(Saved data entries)
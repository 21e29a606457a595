//! tfmap-graph: interactive regrouping of Terraform state dependency graphs.
//!
//! Resources are grouped by the Terraform module they belong to. Groups can be
//! merged by dragging one card onto another, and every change can be undone,
//! redone or reset back to the module grouping. Each group is drawn as its own
//! force-directed layout.

use leptos::prelude::*;
use leptos_meta::*;
use log::{Level, info, warn};
use wasm_bindgen::JsCast;
use web_sys::{HtmlScriptElement, Window};

pub mod components;
pub mod config;
pub mod grouping;

pub use components::board::GroupBoard;
pub use components::force_graph::ForceGraphCanvas;
pub use config::{BoardConfig, HistoryConfig};
pub use grouping::{GraphModel, GroupingSession};

/// Initialize logging and panic hooks for the WASM target.
pub fn init_logging() {
	let _ = console_log::init_with_level(Level::Debug);
	console_error_panic_hook::set_once();
	info!("tfmap-graph: logging initialized");
}

/// Load the graph from the script element with the given id.
/// Expected format: JSON with { nodes: [...], edges: [...], compounds: [...] }
fn load_graph_data(element_id: &str) -> Option<GraphModel> {
	let window: Window = web_sys::window()?;
	let document = window.document()?;
	let element = document.get_element_by_id(element_id)?;
	let script: HtmlScriptElement = element.dyn_into().ok()?;
	let json_text = script.text().ok()?;

	match GraphModel::from_json(&json_text) {
		Ok(graph) => {
			info!(
				"tfmap-graph: loaded {} nodes, {} edges, {} compounds",
				graph.nodes.len(),
				graph.edges.len(),
				graph.compounds.len()
			);
			Some(graph)
		}
		Err(e) => {
			warn!("tfmap-graph: failed to parse graph data: {}", e);
			None
		}
	}
}

/// Main application component.
/// Loads the graph from the DOM and renders the group board.
#[component]
pub fn App() -> impl IntoView {
	provide_meta_context();

	let config = BoardConfig::default();
	let graph = load_graph_data(config.data_element_id).unwrap_or_default();
	let session = RwSignal::new(GroupingSession::with_graph(graph, &config.history));

	view! {
		<Html attr:lang="en" attr:dir="ltr" />
		<Title text="Terraform Map" />
		<Meta charset="UTF-8" />
		<Meta name="viewport" content="width=device-width, initial-scale=1.0" />

		<main class="board-page">
			<h1>"Terraform Map"</h1>
			<p class="subtitle">
				"Drag a card's header onto another card to merge the groups. Drag nodes to reposition, scroll to zoom."
			</p>
			<GroupBoard session config />
		</main>
	}
}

- [Your task] A single figure, please: the number of lines in the data that hold the string "warn".

- [Result] 2